I just want to be clear, I was arguing for the buddhist view of non-self and against autopoiesis.

The question stands No Robot, how is this self-creation business supposed to work? Isn't it just a way to cling to self?
posted by phrontist at 8:12 PM on June 11, 2009


But when it comes to questions about life and its origins, this would-be man of science begins to waver. Though he professes to accept evolutionary theory, he recoils at one of its most basic tenets: that the mutations that provide the raw material for natural selection occur at random. Look deeply enough, he suggests, and the randomness will turn out to be complexity in disguise - "hidden causality," the Buddha's smile. There you have it, Eastern religion's version of intelligent design. He also opposes physical explanations for consciousness, invoking instead the existence of some kind of irreducible mind stuff, an idea rejected long ago by mainstream science.

The Dalai Llama is the leader of a group that can hardly be called Buddhist, if we're talking about the cannon of sutras, which I realize most groups are very far from in practice. It's so magical-thinking obsessed and replete with metaphysical cruft bolted on to provide a less mind-warping soteriological route for lay people it does immense PR damage to the term worldwide.

This talk of randomness/complexity/hidden causality/intelligence demonstrates just how slipshod our use of those terms is. When we speak of genetic variation being random the important point is that there are so many opposing and chaotic causal influences each mutation outcome is equally likely (or following some particular distribution). Without more information than we have, outcomes cannot be easily predicted. The mistake so many are rushing to make is that this unpredictability could cloak some telos, so intention, some order that takes outcomes in to account, that acknowledges conscious things as somehow special, that enforces the justice we want to see in the world. If you want to gussy this up in some eastern lingo so it sounds cool at the coffee shop you could say that, like the Tao Sage, the genes do not contend. They just do. And in Just Doing, things that do contend (to apparent perceived ill-consequence) arise.
posted by phrontist at 8:28 PM on June 11, 2009


I realize there is another important typo above.
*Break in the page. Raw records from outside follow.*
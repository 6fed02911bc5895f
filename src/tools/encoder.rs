use crate::error::PipelineError;
use log::debug;
use std::io;
use std::path::{Path, PathBuf};
use std::process::{Command, Stdio};

/// Handle on the external encoder binary.
///
/// The encoder is a black box: we hand it an argument list and look only at
/// its exit status. `echo` prints each command line before running it;
/// `forward` lets the child write to our stdout/stderr, otherwise its output
/// is discarded.
#[derive(Debug, Clone)]
pub struct Encoder {
    binary: PathBuf,
    echo: bool,
    forward: bool,
}

impl Encoder {
    #[must_use]
    pub const fn new(binary: PathBuf, echo: bool, forward: bool) -> Self {
        Self {
            binary,
            echo,
            forward,
        }
    }

    /// Resolve the encoder binary, preferring an explicit override path over
    /// a PATH lookup for `ffmpeg`.
    pub fn locate(
        override_path: Option<&Path>,
        echo: bool,
        forward: bool,
    ) -> Result<Self, PipelineError> {
        let binary = match override_path {
            Some(path) => {
                if !path.is_file() {
                    return Err(PipelineError::EncoderNotFound(path.display().to_string()));
                }
                path.to_path_buf()
            }
            None => which::which("ffmpeg")
                .map_err(|_| PipelineError::EncoderNotFound("ffmpeg is not on PATH".to_string()))?,
        };
        debug!("using encoder binary {}", binary.display());
        Ok(Self {
            binary,
            echo,
            forward,
        })
    }

    /// A fresh `Command` for this binary; callers append their arguments.
    #[must_use]
    pub fn command(&self) -> Command {
        Command::new(&self.binary)
    }

    /// Run a prepared encoder command to completion. A non-zero exit status
    /// is an error; interpreting it (recoverable vs fatal) is the caller's
    /// concern.
    pub fn run(&self, cmd: &mut Command) -> io::Result<()> {
        if self.echo {
            println!("$ {}", render_cmdline(cmd));
        }
        let (stdout, stderr) = if self.forward {
            (Stdio::inherit(), Stdio::inherit())
        } else {
            (Stdio::null(), Stdio::null())
        };
        let status = cmd
            .stdin(Stdio::null())
            .stdout(stdout)
            .stderr(stderr)
            .status()?;

        if status.success() {
            Ok(())
        } else {
            Err(io::Error::other(format!("encoder exited with {status}")))
        }
    }
}

fn render_cmdline(cmd: &Command) -> String {
    std::iter::once(cmd.get_program())
        .chain(cmd.get_args())
        .map(|arg| arg.to_string_lossy().into_owned())
        .collect::<Vec<_>>()
        .join(" ")
}

#[cfg(test)]
mod tests {
    use super::*;

    #[test]
    fn test_locate_rejects_missing_override() {
        let err = Encoder::locate(Some(Path::new("/no/such/ffmpeg")), false, false).unwrap_err();
        assert!(matches!(err, PipelineError::EncoderNotFound(_)));
    }

    #[test]
    fn test_run_missing_binary_is_an_error() {
        let encoder = Encoder::new(PathBuf::from("/no/such/ffmpeg"), false, false);
        let mut cmd = encoder.command();
        cmd.arg("-version");
        assert!(encoder.run(&mut cmd).is_err());
    }

    #[test]
    fn test_render_cmdline() {
        let mut cmd = Command::new("ffmpeg");
        cmd.args(["-y", "-i", "in.mp4", "out.mp4"]);
        assert_eq!(render_cmdline(&cmd), "ffmpeg -y -i in.mp4 out.mp4");
    }
}
use crate::config::RunConfig;
use crate::error::PipelineError;
use crate::pipeline::cache::NormalizedVideo;
use rand::rngs::StdRng;
use rand::{Rng, SeedableRng};
use std::collections::HashMap;
use std::path::PathBuf;

/// One sampled clip: a half-open frame range within a normalized source.
///
/// `outpoint` may land past the end of the source; the encoder clamps it,
/// so the emitted clip is merely shorter than requested.
#[derive(Debug, Clone, PartialEq, Eq)]
pub struct Segment {
    pub source: PathBuf,
    pub inpoint: i64,
    pub outpoint: i64,
}

/// Sample segments from the pool until the requested total duration is
/// covered.
///
/// Deterministic for a fixed (pool order, frame counts, seed): every random
/// draw comes from one seeded generator in a fixed order. Each iteration
/// picks a pool entry uniformly with replacement; entries with a
/// non-positive frame count are skipped without advancing the elapsed time.
/// The in-point draw is confined to the leading `1 - 2 * ignore_fraction`
/// proportion of the source timeline, so only the tail exclusion is ever
/// applied to the upper bound of the range.
///
/// The last segment may push the sampled total past `total_duration` by
/// less than one `sample_duration`, never under it.
pub fn schedule(
    pool: &[NormalizedVideo],
    frame_counts: &HashMap<PathBuf, i64>,
    config: &RunConfig,
) -> Result<Vec<Segment>, PipelineError> {
    if pool.is_empty() {
        return Err(PipelineError::Scheduling(
            "no sources survived normalization".to_string(),
        ));
    }
    // A pool with no positive frame count would otherwise draw forever.
    let frames_of =
        |video: &NormalizedVideo| frame_counts.get(&video.path).copied().unwrap_or(0);
    if !pool.iter().any(|video| frames_of(video) > 0) {
        return Err(PipelineError::Scheduling(
            "no source has a positive frame count".to_string(),
        ));
    }

    let usable = 1.0 - 2.0 * config.ignore_fraction;
    let sample_frames =
        (config.sample_duration * f64::from(config.profile.framerate)).round() as i64;

    let mut rng = StdRng::seed_from_u64(config.seed);
    let mut segments = Vec::new();
    let mut elapsed = 0.0;
    while elapsed < config.total_duration {
        let video = &pool[rng.gen_range(0..pool.len())];
        let frame_count = frames_of(video);
        if frame_count <= 0 {
            continue;
        }
        let u: f64 = rng.gen_range(0.0..1.0);
        let inpoint = (u * frame_count as f64 * usable).round() as i64;
        segments.push(Segment {
            source: video.path.clone(),
            inpoint,
            outpoint: inpoint + sample_frames,
        });
        elapsed += config.sample_duration;
    }

    Ok(segments)
}
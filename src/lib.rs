pub mod cli;
pub mod config;
pub mod error;
pub mod pipeline;
pub mod signal;
pub mod tools;
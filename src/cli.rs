use clap::Parser;
use std::path::PathBuf;

/// Randomize videos by taking small random samples and merging them
/// together.
#[derive(Parser, Debug)]
#[command(name = "videomix", version, about)]
pub struct Cli {
    /// Output video path (default: random_<unix-time>.mp4)
    #[arg(short, long)]
    pub output: Option<PathBuf>,

    /// Duration of the output video in seconds
    #[arg(short, long, default_value_t = 60.0)]
    pub duration: f64,

    /// Duration of each sampled clip in seconds
    #[arg(short, long, default_value_t = 1.0)]
    pub sample: f64,

    /// Output video height in pixels (default: 1080, or derived from
    /// --width for 16:9)
    #[arg(long)]
    pub height: Option<u32>,

    /// Output video width in pixels (default: derived from --height for
    /// 16:9)
    #[arg(long)]
    pub width: Option<u32>,

    /// Output video framerate
    #[arg(short, long, default_value_t = 30)]
    pub framerate: u32,

    /// Source content to ignore at start and end, in percent
    #[arg(short, long, default_value_t = 10.0)]
    pub ignore: f64,

    /// libx264 constant rate factor
    #[arg(long, default_value_t = 23)]
    pub crf: u32,

    /// Random seed (default: randomized; echoed for reproduction)
    #[arg(short = 'r', long)]
    pub seed: Option<u64>,

    /// Write the edit script but skip the final composition
    #[arg(long)]
    pub dry_run: bool,

    /// Suppress progress output (errors are still reported)
    #[arg(short, long)]
    pub quiet: bool,

    /// Discard encoder output instead of forwarding it
    #[arg(long)]
    pub encoder_quiet: bool,

    /// Path to the ffmpeg binary (default: resolved from PATH)
    #[arg(long)]
    pub ffmpeg: Option<PathBuf>,

    /// Input video files or directories
    #[arg(required = true)]
    pub file: Vec<PathBuf>,
}

#[cfg(test)]
mod tests {
    use super::*;

    #[test]
    fn test_defaults() {
        let cli = Cli::parse_from(["videomix", "a.mp4"]);
        assert!((cli.duration - 60.0).abs() < f64::EPSILON);
        assert!((cli.sample - 1.0).abs() < f64::EPSILON);
        assert_eq!(cli.framerate, 30);
        assert!((cli.ignore - 10.0).abs() < f64::EPSILON);
        assert_eq!(cli.crf, 23);
        assert!(cli.seed.is_none());
        assert!(!cli.dry_run);
        assert_eq!(cli.file, vec![PathBuf::from("a.mp4")]);
    }

    #[test]
    fn test_requires_at_least_one_input() {
        assert!(Cli::try_parse_from(["videomix"]).is_err());
    }

    #[test]
    fn test_flags() {
        let cli = Cli::parse_from([
            "videomix",
            "-o",
            "out.mp4",
            "-d",
            "12.5",
            "-s",
            "0.5",
            "--height",
            "720",
            "-r",
            "42",
            "--dry-run",
            "a.mp4",
            "b.mp4",
        ]);
        assert_eq!(cli.output, Some(PathBuf::from("out.mp4")));
        assert!((cli.duration - 12.5).abs() < f64::EPSILON);
        assert!((cli.sample - 0.5).abs() < f64::EPSILON);
        assert_eq!(cli.height, Some(720));
        assert_eq!(cli.seed, Some(42));
        assert!(cli.dry_run);
        assert_eq!(cli.file.len(), 2);
    }
}
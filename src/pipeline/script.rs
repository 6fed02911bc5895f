use crate::error::PipelineError;
use crate::pipeline::scheduler::Segment;
use crate::tools::format_timestamp;
use std::io::{self, Write};
use std::path::PathBuf;
use tempfile::NamedTempFile;

/// Serialize segments in the encoder's concat script grammar: a version
/// header, then one (file, inpoint, outpoint) triple per segment.
pub fn render_script<W: Write>(
    out: &mut W,
    segments: &[Segment],
    framerate: u32,
) -> io::Result<()> {
    writeln!(out, "ffconcat version 1.0")?;
    for segment in segments {
        writeln!(out, "file '{}'", segment.source.display())?;
        writeln!(out, "inpoint {}", format_timestamp(segment.inpoint, framerate))?;
        writeln!(out, "outpoint {}", format_timestamp(segment.outpoint, framerate))?;
    }
    Ok(())
}

/// Write the edit script to a persisted temporary file and return its path.
/// The caller owns the file: it is removed after composition, or kept for
/// inspection in dry-run mode.
pub fn write_edit_script(
    segments: &[Segment],
    framerate: u32,
) -> Result<PathBuf, PipelineError> {
    let mut file = NamedTempFile::with_prefix("videomix-")?;
    render_script(&mut file, segments, framerate)?;
    let (_, path) = file.keep().map_err(|e| PipelineError::Io(e.error))?;
    Ok(path)
}
use crate::config::TargetProfile;
use crate::error::PipelineError;
use crate::tools::{Encoder, fingerprint_file};
use console::style;
use indicatif::{ProgressBar, ProgressStyle};
use log::{info, warn};
use rayon::prelude::*;
use std::collections::{HashMap, HashSet};
use std::fs;
use std::path::{Path, PathBuf};
use std::sync::atomic::{AtomicBool, Ordering};

/// An input file identified by its content fingerprint.
#[derive(Debug, Clone)]
pub struct SourceVideo {
    pub path: PathBuf,
    pub fingerprint: String,
}

impl SourceVideo {
    /// Fingerprint a source file. Unreadable files (missing, permission)
    /// fail here, before any encoder interaction.
    pub fn open(path: &Path) -> Result<Self, PipelineError> {
        let fingerprint =
            fingerprint_file(path).map_err(|e| PipelineError::Conversion {
                path: path.to_path_buf(),
                reason: format!("cannot read source: {e}"),
            })?;
        Ok(Self {
            path: path.to_path_buf(),
            fingerprint,
        })
    }
}

/// A source already rescaled and retimed to the target profile, living in
/// the profile's cache directory. Never deleted by this tool.
#[derive(Debug, Clone, PartialEq, Eq)]
pub struct NormalizedVideo {
    pub key: String,
    pub path: PathBuf,
}

/// Deterministic cache location for a fingerprint within a build directory.
#[must_use]
pub fn cache_path(build_dir: &Path, key: &str) -> PathBuf {
    build_dir.join(format!("{key}.mp4"))
}

/// Normalize one source into the profile's cache, reusing an existing entry
/// when present.
///
/// A cache hit costs one existence check. On a miss, the encoder writes to a
/// process-unique temporary path which is renamed into place only on
/// success, so a concurrent reader never observes a partial entry.
pub fn ensure_normalized(
    encoder: &Encoder,
    source: &SourceVideo,
    profile: &TargetProfile,
    build_dir: &Path,
) -> Result<NormalizedVideo, PipelineError> {
    if !build_dir.exists() {
        fs::create_dir_all(build_dir)?;
    }

    let path = cache_path(build_dir, &source.fingerprint);
    if path.is_file() {
        return Ok(NormalizedVideo {
            key: source.fingerprint.clone(),
            path,
        });
    }

    let part_path = build_dir.join(format!(
        "{}.{}.part.mp4",
        source.fingerprint,
        std::process::id()
    ));

    let mut cmd = encoder.command();
    cmd.args(["-y", "-i"])
        .arg(&source.path)
        .args(["-c:v", "libx264", "-vf"])
        .arg(format!("scale={},fps={}", profile.scale(), profile.framerate))
        .args(["-crf", &profile.crf.to_string()])
        .args(["-video_track_timescale", "90000", "-an", "-f", "mp4"])
        .arg(&part_path);

    match encoder.run(&mut cmd) {
        Ok(()) => {
            fs::rename(&part_path, &path)?;
            Ok(NormalizedVideo {
                key: source.fingerprint.clone(),
                path,
            })
        }
        Err(e) => {
            let _ = fs::remove_file(&part_path);
            Err(PipelineError::Conversion {
                path: source.path.clone(),
                reason: e.to_string(),
            })
        }
    }
}

/// Normalize every input into the profile's cache and assemble the sampling
/// pool, in input order, with duplicates preserved.
///
/// Each unique fingerprint is converted at most once; sources that fail to
/// read or convert are dropped with a warning and the run continues.
pub fn convert_all(
    encoder: &Encoder,
    inputs: &[PathBuf],
    profile: &TargetProfile,
    base_dir: &Path,
    shutdown: &AtomicBool,
    quiet: bool,
) -> Result<Vec<NormalizedVideo>, PipelineError> {
    let build_dir = base_dir.join(profile.build_dir_name());
    if !build_dir.exists() {
        fs::create_dir_all(&build_dir)?;
    }

    let mut sources = Vec::new();
    for path in inputs {
        match SourceVideo::open(path) {
            Ok(source) => sources.push(source),
            Err(e) => warn!("skipping source: {e}"),
        }
    }

    // One conversion per unique fingerprint, first occurrence wins.
    let mut seen = HashSet::new();
    let mut hits: HashMap<String, NormalizedVideo> = HashMap::new();
    let mut pending: Vec<&SourceVideo> = Vec::new();
    for source in &sources {
        if !seen.insert(source.fingerprint.clone()) {
            continue;
        }
        let path = cache_path(&build_dir, &source.fingerprint);
        if path.is_file() {
            hits.insert(
                source.fingerprint.clone(),
                NormalizedVideo {
                    key: source.fingerprint.clone(),
                    path,
                },
            );
        } else {
            pending.push(source);
        }
    }

    if !quiet {
        println!(
            "{}",
            style(format!("Found {} videos", seen.len())).green()
        );
        println!("{}", style(format!("{} already converted", hits.len())).dim());
        if !pending.is_empty() {
            println!(
                "{}",
                style(format!("Converting {} videos...", pending.len())).cyan()
            );
        }
    }
    info!(
        "normalizing {} sources ({} cached) into {}",
        seen.len(),
        hits.len(),
        build_dir.display()
    );

    let progress_bar = if quiet {
        ProgressBar::hidden()
    } else {
        ProgressBar::new(pending.len() as u64)
    };
    progress_bar.set_style(
        ProgressStyle::default_bar()
            .template("{spinner:.green} [{elapsed_precise}] [{bar:40.cyan/blue}] {pos}/{len} ({eta}) {msg}")
            .expect("Invalid progress bar template")
            .progress_chars("#>-"),
    );

    let converted: Vec<Option<NormalizedVideo>> = pending
        .par_iter()
        .map(|&source| {
            if shutdown.load(Ordering::SeqCst) {
                return None;
            }
            let result = ensure_normalized(encoder, source, profile, &build_dir);
            progress_bar.inc(1);
            match result {
                Ok(video) => {
                    if !quiet {
                        progress_bar.println(format!(
                            "OK {} -> {}",
                            source.path.display(),
                            video.path.display()
                        ));
                    }
                    Some(video)
                }
                Err(e) => {
                    warn!("{e}");
                    if !quiet {
                        progress_bar.println(format!("KO {}", source.path.display()));
                    }
                    None
                }
            }
        })
        .collect();
    progress_bar.finish_and_clear();

    if shutdown.load(Ordering::SeqCst) {
        return Err(PipelineError::Interrupted);
    }

    let mut normalized = hits;
    for video in converted.into_iter().flatten() {
        normalized.insert(video.key.clone(), video);
    }

    // Pool keeps input order; a file listed twice keeps double weight.
    Ok(sources
        .iter()
        .filter_map(|source| normalized.get(&source.fingerprint).cloned())
        .collect())
}
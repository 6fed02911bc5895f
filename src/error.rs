use std::path::PathBuf;

/// Errors produced by the randomization pipeline.
///
/// `Conversion` is the only recoverable variant: the offending source is
/// dropped from the pool and the run continues. Everything else aborts the
/// run with a non-zero exit status.
#[derive(Debug, thiserror::Error)]
pub enum PipelineError {
    /// Invalid run parameters, rejected before any work starts.
    #[error("invalid configuration: {0}")]
    Config(String),

    /// The encoder binary could not be resolved.
    #[error("encoder not found: {0}")]
    EncoderNotFound(String),

    /// A single source failed to normalize; the caller skips it.
    #[error("conversion failed for {path}: {reason}", path = .path.display())]
    Conversion { path: PathBuf, reason: String },

    /// No usable source remained when scheduling started.
    #[error("scheduling failed: {0}")]
    Scheduling(String),

    /// The final concatenation failed. There is no fallback.
    #[error("composition failed: {0}")]
    Compose(String),

    /// The run was interrupted by a shutdown signal.
    #[error("interrupted")]
    Interrupted,

    /// An I/O operation failed.
    #[error("IO error: {0}")]
    Io(#[from] std::io::Error),
}
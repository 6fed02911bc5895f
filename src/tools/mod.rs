mod encoder;
mod fingerprint;
mod probe;
mod scanner;
mod timestamp;

pub use encoder::Encoder;
pub use fingerprint::fingerprint_file;
pub use probe::frame_count;
pub use scanner::collect_inputs;
pub use timestamp::{format_timestamp, frame_to_seconds};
It should read..

But if Buddhist thought got anything right, I think it's that this is a false dichotomy.

I think buddhist thought got most everything right, though it's hard to tell for lack of scholarship on my part. My only reservations are on rebirth and some interpretations of karma.

posted by phrontist at 8:32 PM on June 11, 2009


Science fiction writers always get there first: Vaster Than Empires and More Slow by Ursula Leguin. There is another Leguin story about a drug that slows (speeds?) human metabolism to a plant's rate; can't remember the name of it, but it also touches on plant intelligence.
posted by nax at 5:18 AM on June 12, 2009


Having read this article earlier in the year, I planted my windowboxes experimentally, to see which combination of plants grew better, the like type ones or various plants together, lots of one kind and a little of another. So far the like plants group together are thriving more than any combination of types. From my tiny experience, this related plants grow better near each other theory has, so far, proven true.
posted by nickyskye at 3:14 PM on June 12, 2009 [1 favorite]


Random afterthought: Years ago I asked a Tibetan lama if plants could be considered sentient beings, if plants were considered to have some form of mind, since they respond complexly to the environment with preferences, needs and seem to express some basic form of volition. The lama said no, plants were not considered sentient beings (Sems.chen in Tibetan) because they had no delusions and because of that did not experience rebirth in the wheel of existence.
posted by nickyskye at 5:36 PM on June 12, 2009 [1 favorite]


so plants are already buddhas, basically.